START Data for this task
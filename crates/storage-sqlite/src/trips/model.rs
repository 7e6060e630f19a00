//! Database model for trip records.

use chrono::{NaiveDate, Utc};
use diesel::prelude::*;
use serde::{Deserialize, Serialize};

use fleetbooks_core::trips::TripRecord;

/// Database row for one vehicle-day of trips.
#[derive(Debug, Clone, Queryable, Insertable, Serialize, Deserialize)]
#[diesel(table_name = crate::schema::trip_records)]
#[diesel(check_for_backend(diesel::sqlite::Sqlite))]
#[serde(rename_all = "camelCase")]
pub struct TripRecordDB {
    pub id: String,
    pub vehicle_id: String,
    pub trip_date: String,
    pub trip_count: i32,
    pub status: String,
    pub created_at: String,
}

impl From<TripRecordDB> for TripRecord {
    fn from(db: TripRecordDB) -> Self {
        Self {
            id: db.id,
            vehicle_id: db.vehicle_id,
            date: NaiveDate::parse_from_str(&db.trip_date, "%Y-%m-%d").unwrap_or_default(),
            trip_count: db.trip_count.max(0) as u32,
            status: db.status.parse().unwrap_or_default(),
        }
    }
}

impl From<TripRecord> for TripRecordDB {
    fn from(domain: TripRecord) -> Self {
        Self {
            id: domain.id,
            vehicle_id: domain.vehicle_id,
            trip_date: domain.date.format("%Y-%m-%d").to_string(),
            trip_count: domain.trip_count as i32,
            status: domain.status.as_str().to_string(),
            created_at: Utc::now().to_rfc3339(),
        }
    }
}
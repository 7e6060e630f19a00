use chrono::NaiveDate;
use serde::{Deserialize, Serialize};

use crate::adjustments::AdjustmentCategory;
use crate::constants::DEFAULT_WORKING_DAY_MULTIPLIER;

/// One row per (vehicle, period_start): the vehicle-local working-day
/// multiplier. The period's category snapshot is canonical and lives in
/// [`crate::adjustments::AdjustmentSnapshot`], not here.
#[derive(Debug, Clone, PartialEq, Eq, Serialize, Deserialize)]
#[serde(rename_all = "camelCase")]
pub struct VehiclePeriodSnapshot {
    pub vehicle_id: String,
    pub period_start: NaiveDate,
    pub period_end: NaiveDate,
    pub working_day_multiplier: u32,
}

/// Everything the ledger needs from the store for one vehicle: the
/// vehicle's own multiplier (defaulted when it has no row) and the latest
/// applied category set for the period.
#[derive(Debug, Clone, PartialEq, Serialize, Deserialize)]
#[serde(rename_all = "camelCase")]
pub struct LoadedVehicleSnapshot {
    pub working_day_multiplier: u32,
    pub categories: Vec<AdjustmentCategory>,
}

impl Default for LoadedVehicleSnapshot {
    fn default() -> Self {
        LoadedVehicleSnapshot {
            working_day_multiplier: DEFAULT_WORKING_DAY_MULTIPLIER,
            categories: Vec::new(),
        }
    }
}

/// Outcome of a global-adjustment apply. With the canonical period-keyed
/// snapshot there is a single write, so `failed_vehicle_ids` stays empty;
/// `applied_count` is the number of vehicles confirmed covered, and drops
/// to 0 when the snapshot was written but the coverage enumeration failed.
#[derive(Debug, Clone, PartialEq, Eq, Serialize, Deserialize)]
#[serde(rename_all = "camelCase")]
pub struct AppliedAdjustments {
    pub applied_count: usize,
    pub failed_vehicle_ids: Vec<String>,
}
END Data for this task
> Work request
Of all the entries above, output exactly the lines between the one holding "#[derive(Debug, Clone, PartialEq, Serialize, Deserialize)]" and the one holding "fn default() ->", inclusive.

> Your solution
#[derive(Debug, Clone, PartialEq, Serialize, Deserialize)]
#[serde(rename_all = "camelCase")]
pub struct LoadedVehicleSnapshot {
    pub working_day_multiplier: u32,
    pub categories: Vec<AdjustmentCategory>,
}

impl Default for LoadedVehicleSnapshot {
    fn default() -> Self {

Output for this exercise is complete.